DATASET EXCERPTS |
//! Agent gateway client: wire protocol, per-agent connection state machine,
//! and the connection manager behind the wake dispatch pipeline.

pub mod connection;
pub mod manager;
pub mod protocol;

pub use connection::{pair, Connection};
pub use manager::{ConnectionManager, WakeSink};
//! Device token store: per-agent credentials issued by gateways after pairing.
//!
//! Once a gateway hands back a device token in its connect ack, that token
//! supersedes the configured shared secret for every later connect to that
//! agent, until a stale-token rejection removes it.

use serde::{Deserialize, Serialize};
use std::collections::HashMap;
use std::path::{Path, PathBuf};
use tokio::sync::RwLock;

#[derive(Debug, Default, Serialize, Deserialize)]
struct TokenFile(HashMap<String, String>);

/// In-memory agent-id -> device-token map, persisted to a JSON file.
pub struct DeviceTokenStore {
    path: PathBuf,
    tokens: RwLock<HashMap<String, String>>,
}

impl DeviceTokenStore {
    /// Load the store from path; missing or invalid file starts empty.
    pub async fn load(path: impl AsRef<Path>) -> Self {
        let path = path.as_ref().to_path_buf();
        let tokens = match tokio::fs::read_to_string(&path).await {
            Ok(s) => serde_json::from_str::<TokenFile>(&s)
                .map(|f| f.0)
                .unwrap_or_default(),
            Err(_) => HashMap::new(),
        };
        if !tokens.is_empty() {
            log::info!("loaded {} stored device token(s)", tokens.len());
        }
        Self {
            path,
            tokens: RwLock::new(tokens),
        }
    }

    async fn save(&self) -> std::io::Result<()> {
        let tokens = self.tokens.read().await;
        let json = serde_json::to_string_pretty(&TokenFile(tokens.clone()))
            .map_err(|e| std::io::Error::new(std::io::ErrorKind::InvalidData, e))?;
        drop(tokens);
        if let Some(parent) = self.path.parent() {
            tokio::fs::create_dir_all(parent).await?;
        }
        tokio::fs::write(&self.path, json).await?;
        restrict_to_owner(&self.path).await
    }

    /// Stored device token for an agent, if any.
    pub async fn get(&self, agent_id: &str) -> Option<String> {
        self.tokens.read().await.get(agent_id).cloned()
    }

    /// Store a freshly issued device token and persist to disk.
    pub async fn put(&self, agent_id: &str, token: &str) {
        self.tokens
            .write()
            .await
            .insert(agent_id.to_string(), token.to_string());
        if let Err(e) = self.save().await {
            log::warn!("could not save device tokens: {}", e);
        }
        log::info!("stored device token for \"{}\"", agent_id);
    }

    /// Remove a stale token. Returns true when a token was present.
    pub async fn remove(&self, agent_id: &str) -> bool {
        let removed = self.tokens.write().await.remove(agent_id).is_some();
        if removed {
            if let Err(e) = self.save().await {
                log::warn!("could not save device tokens: {}", e);
            }
        }
        removed
    }
}

#[cfg(unix)]
async fn restrict_to_owner(path: &Path) -> std::io::Result<()> {
    use std::os::unix::fs::PermissionsExt;
    tokio::fs::set_permissions(path, std::fs::Permissions::from_mode(0o600)).await
}

#[cfg(not(unix))]
async fn restrict_to_owner(_path: &Path) -> std::io::Result<()> {
    Ok(())
}

#[cfg(test)]
mod tests {
    use super::*;

    fn temp_path() -> PathBuf {
        std::env::temp_dir()
            .join(format!("roust-tokens-{}", uuid::Uuid::new_v4()))
            .join("device-tokens.json")
    }

    #[tokio::test]
    async fn put_get_remove_round_trip() {
        let path = temp_path();
        let store = DeviceTokenStore::load(&path).await;
        assert_eq!(store.get("dev").await, None);

        store.put("dev", "tok-1").await;
        assert_eq!(store.get("dev").await, Some("tok-1".to_string()));

        // A second store instance sees the persisted token.
        let reloaded = DeviceTokenStore::load(&path).await;
        assert_eq!(reloaded.get("dev").await, Some("tok-1".to_string()));

        assert!(store.remove("dev").await);
        assert!(!store.remove("dev").await);
        assert_eq!(store.get("dev").await, None);

        let _ = std::fs::remove_dir_all(path.parent().unwrap());
    }
}
/// Dial and authenticate, looping locally on the recoverable handshake
/// outcomes (not-paired approval wait, stale device token fallback), bounded
/// by PAIRING_RETRY_LIMIT.
async fn establish(
    endpoint: &AgentEndpoint,
    identity: &DeviceIdentity,
    tokens: &DeviceTokenStore,
) -> Result<Session> {
    for attempt in 1..=PAIRING_RETRY_LIMIT {
        let mut session = dial(&endpoint.url).await?;
        match handshake(&mut session, endpoint, identity, tokens).await? {
            Handshake::Ok(ack) => {
                if let Some(token) = ack.auth.and_then(|a| a.device_token) {
                    tokens.put(&endpoint.id, &token).await;
                }
                return Ok(session);
            }
            Handshake::NotPaired => {
                log::info!(
                    "pairing requested for \"{}\", waiting for approval (attempt {}/{})",
                    endpoint.id,
                    attempt,
                    PAIRING_RETRY_LIMIT
                );
                session.close().await;
                tokio::time::sleep(PAIRING_GRACE).await;
            }
            Handshake::StaleToken => {
                log::info!(
                    "stale device token for \"{}\", retrying with shared secret",
                    endpoint.id
                );
                tokens.remove(&endpoint.id).await;
                session.close().await;
                tokio::time::sleep(STALE_TOKEN_GRACE).await;
            }
        }
    }
    Err(anyhow!(
        "pairing with \"{}\" not approved after {} attempts",
        endpoint.id,
        PAIRING_RETRY_LIMIT
    ))
}

/// Run the connect exchange on a fresh transport. The gateway may challenge
/// first (nonce goes into the signed payload) or stay silent, in which case a
/// nonce-less connect goes out after the grace delay.
async fn handshake(
    session: &mut Session,
    endpoint: &AgentEndpoint,
    identity: &DeviceIdentity,
    tokens: &DeviceTokenStore,
) -> Result<Handshake> {
    // The gateway may emit unrelated events (hello, presence) ahead of the
    // challenge; keep draining until a nonce arrives or the grace runs out.
    let deadline = tokio::time::Instant::now() + CONNECT_GRACE;
    let nonce = loop {
        match tokio::time::timeout_at(deadline, session.events_rx.recv()).await {
            Ok(Some(ev)) => {
                if let Some(n) = ev.challenge_nonce() {
                    break Some(n);
                }
            }
            Ok(None) => return Err(anyhow!("transport closed before handshake")),
            Err(_) => break None,
        }
    };

    let stored_token = tokens.get(&endpoint.id).await;
    let using_stored = stored_token.is_some();
    let auth_token = stored_token.unwrap_or_else(|| endpoint.token.clone());

    let params = build_connect_params(identity, &auth_token, nonce.as_deref())?;
    let res = session
        .request("connect", serde_json::to_value(params)?)
        .await?;

    if let Some(err) = res.error {
        if err.is_not_paired() {
            return Ok(Handshake::NotPaired);
        }
        if using_stored && err.is_stale_token() {
            return Ok(Handshake::StaleToken);
        }
        return Err(anyhow!(
            "connect rejected for \"{}\": {}",
            endpoint.id,
            err.describe()
        ));
    }

    let ack = res
        .payload
        .and_then(|p| serde_json::from_value(p).ok())
        .unwrap_or_default();
    Ok(Handshake::Ok(ack))
}

fn build_connect_params(
    identity: &DeviceIdentity,
    token: &str,
    nonce: Option<&str>,
) -> Result<ConnectParams> {
    let scopes: Vec<String> = CLIENT_SCOPES.iter().map(|s| s.to_string()).collect();
    let signed_at = chrono::Utc::now().timestamp_millis() as u64;
    let payload = build_auth_payload(
        &identity.device_id,
        CLIENT_ID,
        CLIENT_MODE,
        CLIENT_ROLE,
        &scopes,
        signed_at,
        token,
        nonce,
    );
    let signature = identity.sign(&payload)?;
    Ok(ConnectParams {
        min_protocol: PROTOCOL_VERSION,
        max_protocol: PROTOCOL_VERSION,
        client: ConnectClient {
            id: CLIENT_ID.to_string(),
            version: env!("CARGO_PKG_VERSION").to_string(),
            platform: std::env::consts::OS.to_string(),
            mode: CLIENT_MODE.to_string(),
            instance_id: uuid::Uuid::new_v4().to_string(),
        },
        caps: vec![],
        auth: ConnectAuth {
            token: token.to_string(),
        },
        role: CLIENT_ROLE.to_string(),
        scopes,
        device: ConnectDevice {
            id: identity.device_id.clone(),
            public_key: identity.public_key_wire()?,
            signature,
            signed_at,
            nonce: nonce.map(|n| n.to_string()),
        },
    })
}

/// One live transport: write half, correlation table, and the event stream
/// fed by the reader task.
struct Session {
    sink: WsSink,
    pending: Pending,
    events_rx: mpsc::Receiver<WsEvent>,
    reader: JoinHandle<()>,
}

async fn dial(url: &str) -> Result<Session> {
    let (ws, _) = connect_async(url)
        .await
        .map_err(|e| anyhow!("dial {}: {}", url, e))?;
    let (sink, mut stream) = ws.split();
    let pending: Pending = Arc::new(Mutex::new(HashMap::new()));
    let (events_tx, events_rx) = mpsc::channel(8);
    let reader_pending = pending.clone();
    let reader = tokio::spawn(async move {
        while let Some(frame) = stream.next().await {
            let Ok(msg) = frame else { break };
            let Message::Text(text) = msg else { continue };
            match parse_frame(&text) {
                Some(Frame::Response(res)) => {
                    let waiter = reader_pending.lock().expect("pending lock").remove(&res.id);
                    if let Some(tx) = waiter {
                        let _ = tx.send(res);
                    }
                }
                Some(Frame::Event(ev)) => {
                    if events_tx.send(ev).await.is_err() {
                        break;
                    }
                }
                None => {}
            }
        }
        // Transport gone: dropping the waiters resolves every pending caller
        // with a closed error.
        reader_pending.lock().expect("pending lock").clear();
    });
    Ok(Session {
        sink,
        pending,
        events_rx,
        reader,
    })
}

impl Session {
    /// Send a request and await its correlated response, bounded by
    /// REQUEST_TIMEOUT. Never leaves the caller hanging: timeouts and closed
    /// transports resolve as errors.
    async fn request(&mut self, method: &str, params: serde_json::Value) -> Result<WsResponse> {
        let id = uuid::Uuid::new_v4().to_string();
        let (tx, rx) = oneshot::channel();
        self.pending
            .lock()
            .expect("pending lock")
            .insert(id.clone(), tx);
        let frame = serde_json::to_string(&WsRequest::new(id.clone(), method, params))?;
        if let Err(e) = self.sink.send(Message::Text(frame)).await {
            self.pending.lock().expect("pending lock").remove(&id);
            return Err(anyhow!("send {}: {}", method, e));
        }
        match tokio::time::timeout(REQUEST_TIMEOUT, rx).await {
            Ok(Ok(res)) => Ok(res),
            Ok(Err(_)) => Err(anyhow!("connection closed")),
            Err(_) => {
                self.pending.lock().expect("pending lock").remove(&id);
                Err(anyhow!("{} request timed out", method))
            }
        }
    }

    async fn wake(&mut self, text: &str) -> Result<()> {
        let res = self
            .request("wake", serde_json::to_value(WakeParams::now(text))?)
            .await?;
        if let Some(err) = res.error {
            return Err(anyhow!("wake rejected: {}", err.describe()));
        }
        Ok(())
    }

    async fn close(mut self) {
        let _ = self.sink.send(Message::Close(None)).await;
        self.reader.abort();
    }
}
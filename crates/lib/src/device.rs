//! Device identity for agent gateway handshakes: keypair load/generate,
//! canonical auth payload, and signing.
//!
//! The device id is the hex SHA-256 of the raw Ed25519 public key. The signed
//! payload is pipe-joined and tagged `v1` (no nonce) or `v2` (server challenge
//! nonce appended); signatures and the wire public key are URL-safe unpadded
//! base64.

use anyhow::Result;
use base64::Engine;
use ed25519_dalek::Signer;
use serde::{Deserialize, Serialize};
use sha2::{Digest, Sha256};
use std::path::Path;

const IDENTITY_VERSION: u32 = 1;

/// Persisted device identity. Stored at e.g. ~/.roust/identity/device.json, owner-only.
#[derive(Debug, Clone, Serialize, Deserialize)]
#[serde(rename_all = "camelCase")]
pub struct DeviceIdentity {
    pub version: u32,
    /// Hex SHA-256 of the raw public key bytes.
    pub device_id: String,
    /// Raw Ed25519 public key, standard base64.
    pub public_key: String,
    /// Raw Ed25519 private key, standard base64.
    pub private_key: String,
    pub created_at_ms: i64,
}

/// Build the canonical payload string the gateway verifies the device signature
/// against. Order: version tag, deviceId, client id, client mode, role, scopes
/// (comma-joined), signedAt ms, bearer token ("" when none), then the challenge
/// nonce when present (which switches the tag from v1 to v2).
pub fn build_auth_payload(
    device_id: &str,
    client_id: &str,
    client_mode: &str,
    role: &str,
    scopes: &[String],
    signed_at_ms: u64,
    token: &str,
    nonce: Option<&str>,
) -> String {
    let version = if nonce.is_some() { "v2" } else { "v1" };
    let mut parts = vec![
        version.to_string(),
        device_id.to_string(),
        client_id.to_string(),
        client_mode.to_string(),
        role.to_string(),
        scopes.join(","),
        signed_at_ms.to_string(),
        token.to_string(),
    ];
    if let Some(n) = nonce {
        parts.push(n.to_string());
    }
    parts.join("|")
}

impl DeviceIdentity {
    /// Generate a new keypair and derive the device id from the public key.
    pub fn generate() -> Result<Self> {
        let mut bytes = [0u8; 32];
        getrandom::getrandom(&mut bytes).map_err(|e| anyhow::anyhow!("getrandom: {}", e))?;
        let signing_key = ed25519_dalek::SigningKey::from_bytes(&bytes);
        let verifying_key = signing_key.verifying_key();
        let device_id = fingerprint(verifying_key.as_bytes());
        Ok(Self {
            version: IDENTITY_VERSION,
            device_id,
            public_key: base64::engine::general_purpose::STANDARD.encode(verifying_key.as_bytes()),
            private_key: base64::engine::general_purpose::STANDARD.encode(signing_key.as_bytes()),
            created_at_ms: chrono::Utc::now().timestamp_millis(),
        })
    }

    /// Load from JSON file. Returns None if the file is missing, malformed,
    /// or from an unknown identity version.
    pub fn load(path: &Path) -> Option<Self> {
        let s = std::fs::read_to_string(path).ok()?;
        let id: Self = serde_json::from_str(&s).ok()?;
        if id.version != IDENTITY_VERSION
            || id.device_id.is_empty()
            || id.public_key.is_empty()
            || id.private_key.is_empty()
        {
            return None;
        }
        Some(id)
    }

    /// Save to JSON file with owner-only permissions. Creates parent dirs if needed.
    pub fn save(&self, path: &Path) -> Result<()> {
        if let Some(parent) = path.parent() {
            std::fs::create_dir_all(parent)?;
        }
        let s = serde_json::to_string_pretty(self)?;
        std::fs::write(path, s)?;
        restrict_to_owner(path)?;
        Ok(())
    }

    /// Load a persisted identity or generate and persist a fresh one.
    pub fn load_or_generate(path: &Path) -> Result<Self> {
        if let Some(id) = Self::load(path) {
            log::info!("device identity loaded: {}...", &id.device_id[..12.min(id.device_id.len())]);
            return Ok(id);
        }
        let id = Self::generate()?;
        if let Err(e) = id.save(path) {
            log::warn!("could not persist device identity: {}", e);
        }
        log::info!("device identity created: {}...", &id.device_id[..12]);
        Ok(id)
    }

    /// Raw public key bytes.
    pub fn public_key_raw(&self) -> Result<[u8; 32]> {
        let bytes = base64::engine::general_purpose::STANDARD
            .decode(self.public_key.as_bytes())
            .map_err(|e| anyhow::anyhow!("decode public key: {}", e))?;
        bytes
            .as_slice()
            .try_into()
            .map_err(|_| anyhow::anyhow!("invalid public key length"))
    }

    /// Public key for the connect device block: URL-safe unpadded base64 of the raw bytes.
    pub fn public_key_wire(&self) -> Result<String> {
        Ok(base64::engine::general_purpose::URL_SAFE_NO_PAD.encode(self.public_key_raw()?))
    }

    /// Sign a canonical payload. Returns the signature as URL-safe unpadded base64.
    pub fn sign(&self, payload: &str) -> Result<String> {
        let key_bytes = base64::engine::general_purpose::STANDARD
            .decode(self.private_key.as_bytes())
            .map_err(|e| anyhow::anyhow!("decode private key: {}", e))?;
        let key_arr: [u8; 32] = key_bytes
            .as_slice()
            .try_into()
            .map_err(|_| anyhow::anyhow!("invalid private key length"))?;
        let signing_key = ed25519_dalek::SigningKey::from_bytes(&key_arr);
        let sig = signing_key.sign(payload.as_bytes());
        Ok(base64::engine::general_purpose::URL_SAFE_NO_PAD.encode(sig.to_bytes()))
    }
}

/// Hex SHA-256 of raw public key bytes.
fn fingerprint(public_key: &[u8]) -> String {
    let digest = Sha256::digest(public_key);
    digest.iter().map(|b| format!("{:02x}", b)).collect()
}

#[cfg(unix)]
fn restrict_to_owner(path: &Path) -> std::io::Result<()> {
    use std::os::unix::fs::PermissionsExt;
    std::fs::set_permissions(path, std::fs::Permissions::from_mode(0o600))
}

#[cfg(not(unix))]
fn restrict_to_owner(_path: &Path) -> std::io::Result<()> {
    Ok(())
}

WHAT IS NEEDED | Go over the data above and copy every line that has the word "length" in it.

SOLUTION FOR THIS EXERCISE |
            .map_err(|_| anyhow::anyhow!("invalid public key length"))
            .map_err(|_| anyhow::anyhow!("invalid private key length"))?;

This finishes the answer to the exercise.